By Chris Cook
Alastair Darling’s recent decision to leave no public asset unsold, and in particular, to flog off the Royal Mint at Llantrisant, is raising something of a storm in Wales.
Plaid Cymru AM Leanne Wood said: “This decision is totally unacceptable. Privatisation is not what the Assembly wants, it’s not what the workers or the unions want, it’s not what the community wants and it’s not what Wales wants. Plaid Cymru calls on Alistair Darling to reverse this decision – and to ensure that the Mint remains in the public sector.”
Ms Wood shares Mr Darling’s mistaken assumption that there are two mutually exclusive alternatives: Public or Private. In Scotland, however, there are not only three verdicts: Guilty, Not Guilty and Not Proven, but there is also a new enterprise model based upon imaginative use of a simple but radical legal form, the UK Limited Liability Partnership (LLP) introduced in 2001. The City of Glasgow, for instance, is now a member of four municipal LLPs providing services as diverse as building services, car parking, markets and IT, but all of them conventionally financed.

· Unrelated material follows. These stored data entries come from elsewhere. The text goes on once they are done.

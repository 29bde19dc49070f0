//! Testing infrastructure
//!
//! In-memory stand-ins for the RPC and streaming transports so the managers
//! can be driven through failure scenarios on a paused clock:
//! - `MockRpcFactory` / `MockRpcTransport` with per-URL probe behavior
//! - `MockStreamFactory` / `MockStreamTransport` with scriptable connect
//!   failures and manual notification injection

use crate::error::{NetError, Result};
use crate::rpc::transport::{RpcTransport, TransportFactory};
use crate::websocket::transport::{
    NotificationListener, RawNotification, StreamTransport, StreamTransportFactory,
    SubscriptionTarget,
};
use async_trait::async_trait;
use log::debug;
use serde_json::{json, Value};
use solana_client::rpc_request::RpcRequest;
use std::collections::HashMap;
use std::sync::atomic::{AtomicBool, AtomicU64, Ordering};
use std::sync::{Arc, Mutex, MutexGuard, PoisonError};
use tokio::time::Instant;

fn lock<T>(mutex: &Mutex<T>) -> MutexGuard<'_, T> {
    mutex.lock().unwrap_or_else(PoisonError::into_inner)
}

/// How a mock endpoint answers health probes.
#[derive(Debug, Clone, Copy, PartialEq, Eq, Default)]
pub enum ProbeMode {
    #[default]
    Ok,
    Fail,
    /// Never answers; only the caller's deadline ends the probe.
    Hang,
}

#[derive(Debug, Default)]
struct MockEndpoint {
    mode: ProbeMode,
    connects: u32,
    heartbeats: u32,
}

/// Hands out `MockRpcTransport`s. Behavior is keyed by URL, so it carries
/// over to the fresh transport built by a hard reset.
#[derive(Debug, Clone, Default)]
pub struct MockRpcFactory {
    endpoints: Arc<Mutex<HashMap<String, MockEndpoint>>>,
}

impl MockRpcFactory {
    pub fn new() -> Self {
        Self::default()
    }

    pub fn set_mode(&self, url: &str, mode: ProbeMode) {
        lock(&self.endpoints).entry(url.to_string()).or_default().mode = mode;
    }

    /// Transports built for `url`, the initial one included.
    pub fn connect_count(&self, url: &str) -> u32 {
        lock(&self.endpoints).get(url).map_or(0, |e| e.connects)
    }

    pub fn heartbeat_count(&self, url: &str) -> u32 {
        lock(&self.endpoints).get(url).map_or(0, |e| e.heartbeats)
    }

    fn mode(&self, url: &str) -> ProbeMode {
        lock(&self.endpoints).get(url).map_or(ProbeMode::Ok, |e| e.mode)
    }
}

impl TransportFactory for MockRpcFactory {
    type Transport = MockRpcTransport;

    fn connect(&self, url: &str) -> Result<Arc<MockRpcTransport>> {
        lock(&self.endpoints).entry(url.to_string()).or_default().connects += 1;
        Ok(Arc::new(MockRpcTransport {
            url: url.to_string(),
            factory: self.clone(),
            destroyed: AtomicBool::new(false),
        }))
    }
}

pub struct MockRpcTransport {
    url: String,
    factory: MockRpcFactory,
    destroyed: AtomicBool,
}

impl MockRpcTransport {
    pub fn is_destroyed(&self) -> bool {
        self.destroyed.load(Ordering::SeqCst)
    }

    fn ensure_open(&self) -> Result<()> {
        if self.is_destroyed() {
            return Err(NetError::TransportClosed(format!("{} destroyed", self.url)));
        }
        Ok(())
    }
}

#[async_trait]
impl RpcTransport for MockRpcTransport {
    fn url(&self) -> &str {
        &self.url
    }

    async fn call(&self, request: RpcRequest, _params: Value) -> Result<Value> {
        self.ensure_open()?;
        debug!("mock {} -> {}", request, self.url);
        Ok(json!(1))
    }

    async fn probe(&self) -> Result<()> {
        self.ensure_open()?;
        match self.factory.mode(&self.url) {
            ProbeMode::Ok => Ok(()),
            ProbeMode::Fail => Err(NetError::RpcError(format!("{} probe refused", self.url))),
            ProbeMode::Hang => std::future::pending().await,
        }
    }

    async fn heartbeat(&self) -> Result<()> {
        self.ensure_open()?;
        lock(&self.factory.endpoints)
            .entry(self.url.clone())
            .or_default()
            .heartbeats += 1;
        Ok(())
    }

    fn destroy(&self) {
        self.destroyed.store(true, Ordering::SeqCst);
    }
}

#[derive(Default)]
struct StreamFactoryState {
    fail_next: u32,
    always_fail: bool,
    ping_ok: bool,
    connect_times: Vec<Instant>,
    transports: Vec<Arc<MockStreamTransport>>,
}

/// Scriptable streaming endpoint. Every successful `connect` yields a new
/// `MockStreamTransport`; tests push notifications through `latest()`.
#[derive(Clone)]
pub struct MockStreamFactory {
    url: String,
    state: Arc<Mutex<StreamFactoryState>>,
}

impl Default for MockStreamFactory {
    fn default() -> Self {
        Self::new()
    }
}

impl MockStreamFactory {
    pub fn new() -> Self {
        Self {
            url: "wss://mock.stream".to_string(),
            state: Arc::new(Mutex::new(StreamFactoryState {
                ping_ok: true,
                ..StreamFactoryState::default()
            })),
        }
    }

    /// The next `n` connection attempts fail.
    pub fn fail_next_connects(&self, n: u32) {
        lock(&self.state).fail_next = n;
    }

    pub fn set_always_fail(&self, fail: bool) {
        lock(&self.state).always_fail = fail;
    }

    /// Whether transports created from now on answer `ping`.
    pub fn set_ping_ok(&self, ok: bool) {
        lock(&self.state).ping_ok = ok;
    }

    /// Every connection attempt, failed ones included.
    pub fn connect_times(&self) -> Vec<Instant> {
        lock(&self.state).connect_times.clone()
    }

    pub fn connect_count(&self) -> usize {
        lock(&self.state).connect_times.len()
    }

    /// Transports actually handed out.
    pub fn transport_count(&self) -> usize {
        lock(&self.state).transports.len()
    }

    pub fn latest(&self) -> Option<Arc<MockStreamTransport>> {
        lock(&self.state).transports.last().cloned()
    }
}

#[async_trait]
impl StreamTransportFactory for MockStreamFactory {
    type Transport = MockStreamTransport;

    fn url(&self) -> &str {
        &self.url
    }

    async fn connect(&self) -> Result<Arc<MockStreamTransport>> {
        let mut state = lock(&self.state);
        state.connect_times.push(Instant::now());
        if state.always_fail {
            return Err(NetError::WebSocketError("mock connect refused".to_string()));
        }
        if state.fail_next > 0 {
            state.fail_next -= 1;
            return Err(NetError::WebSocketError("mock connect refused".to_string()));
        }
        let transport = Arc::new(MockStreamTransport::new(state.ping_ok));
        state.transports.push(transport.clone());
        Ok(transport)
    }
}

pub struct MockStreamTransport {
    listeners: Mutex<HashMap<u64, (SubscriptionTarget, NotificationListener)>>,
    next_handle: AtomicU64,
    closed: AtomicBool,
    ping_ok: bool,
    detach_calls: AtomicU64,
}

impl MockStreamTransport {
    fn new(ping_ok: bool) -> Self {
        Self {
            listeners: Mutex::new(HashMap::new()),
            next_handle: AtomicU64::new(1),
            closed: AtomicBool::new(false),
            ping_ok,
            detach_calls: AtomicU64::new(0),
        }
    }

    /// Delivers a notification to every listener attached for `target`.
    /// Returns whether anything was listening.
    pub fn emit(&self, target: &SubscriptionTarget, slot: u64, value: Value) -> bool {
        if self.is_closed() {
            return false;
        }
        let matching: Vec<NotificationListener> = lock(&self.listeners)
            .values()
            .filter(|(t, _)| t == target)
            .map(|(_, l)| l.clone())
            .collect();
        for listener in &matching {
            listener(RawNotification {
                slot: Some(slot),
                value: value.clone(),
            });
        }
        !matching.is_empty()
    }

    pub fn attached_count(&self) -> usize {
        lock(&self.listeners).len()
    }

    pub fn detach_calls(&self) -> u64 {
        self.detach_calls.load(Ordering::SeqCst)
    }

    pub fn is_closed(&self) -> bool {
        self.closed.load(Ordering::SeqCst)
    }
}

#[async_trait]
impl StreamTransport for MockStreamTransport {
    async fn attach(&self, target: &SubscriptionTarget, listener: NotificationListener) -> Result<u64> {
        if self.is_closed() {
            return Err(NetError::TransportClosed("mock stream closed".to_string()));
        }
        let handle = self.next_handle.fetch_add(1, Ordering::SeqCst);
        lock(&self.listeners).insert(handle, (target.clone(), listener));
        Ok(handle)
    }

    async fn detach(&self, _target: &SubscriptionTarget, handle: u64) -> Result<()> {
        self.detach_calls.fetch_add(1, Ordering::SeqCst);
        if self.is_closed() {
            return Err(NetError::TransportClosed("mock stream closed".to_string()));
        }
        lock(&self.listeners).remove(&handle);
        Ok(())
    }

    async fn ping(&self) -> Result<()> {
        if self.is_closed() || !self.ping_ok {
            return Err(NetError::WebSocketError("no pong".to_string()));
        }
        Ok(())
    }

    fn close(&self) {
        self.closed.store(true, Ordering::SeqCst);
        lock(&self.listeners).clear();
    }
}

I have been working with the Nordic Enterprise Trust, which is a Scottish social enterprise which was part-funded by Innovation Norway. We have extended this LLP model to enable investment in public assets in a way which does not involve selling off either ownership or control.
A Royal Mint Partnership
The Royal Mint Partnership is not an organisation, but an agreement within an LLP corporate “wrapper”. That is to say, it will not own anything, employ anyone, or contract with anyone, other than perhaps customers. Its member stake-holders will essentially agree among themselves who does what, and what they receive in return.
Firstly, while the Treasury could be the Custodian who owns the physical assets, it would probably make more sense for the Welsh government to become the steward of assets on Welsh soil.
Secondly, rather than the usual management privatisation gravy train, we might learn a lesson from the John Lewis Partnership or from the strongly unionised miners at Tower Colliery. This could be done by transferring to the staff all the shares in the proposed Company, which would then be the Manager member of the partnership and would share proportionally in the partnership revenues.
Alchemy
The alchemy which enables us to keep the Treasury and virtually everyone else happy is our ability to bring in investors as Capital Partners sharing in the gross revenues from the Mint’s customers current and future. This can be done simply by creating proportional (% age) shares or Units such as millionths. These shares/Units have no par value, and while they may be bought, sold or split into smaller fractions, they cannot be redeemed, since there must always be 100%.
Investors
Why would an investor be interested? Ask the Canadians or the Australians, where Companies listed on the stock exchange routinely put part of their gross revenues into trust, and then raised finance by selling off to investors the resulting Units in “Income Trusts” and “Royalty Trusts”. Investors could not get enough of these Units, for the simple reason that they were getting their hands on the revenues before the management did, rather than afterwards.
Unfortunately, the tax-man cracked down in both Australia and Canada, and for similar reasons neither Income Trusts nor LLPs currently enjoy pension tax privileges in the UK. So this Capital Partnership model has not been widely attempted, although there is an example of a >£1bn UK Capital Partnership involving hotels, but without unitisation into “bite-sized” Units.
If not UK pension investors, then who? Firstly, there are plenty of other UK investors looking for a low risk investment, and priority could be given to Welsh investors. Secondly, the Mint’s customers might be interested in taking a stake in their supplier, and could offset their income against their purchases. Finally, the world is awash in capital looking for good quality low risk investments. Moreover, much of this capital is seeking Islamically sound investment, and since Islamic finance is essentially based upon partnership, this investment would be ideal.
It’s not Rocket Science
In this model, everyone is on the same side. If the Manager makes savings then these are shared in exactly the same proportion as was initially agreed. If new capital is necessary, then the Investors share the increased revenues proportionally with the Manager responsible for putting it to good use, and existing Investors simply have a smaller piece of a bigger Pie.
The Royal Mint stays in public ownership and stewardship – as it should – while the Treasury will probably raise more money than it ever could by selling off the Mint in the conventional and deeply dysfunctional way to predatory investors, typically aided and abetted by management with an eye to the usual eye-watering returns bearing little relationship to the risk actually taken.
The same partnership mechanism is equally valid for the Royal Mail and all the other public assets now to be sold off at fire sale prices.
It’s not Rocket Science. Why sell ownership, when you can simply sell revenues?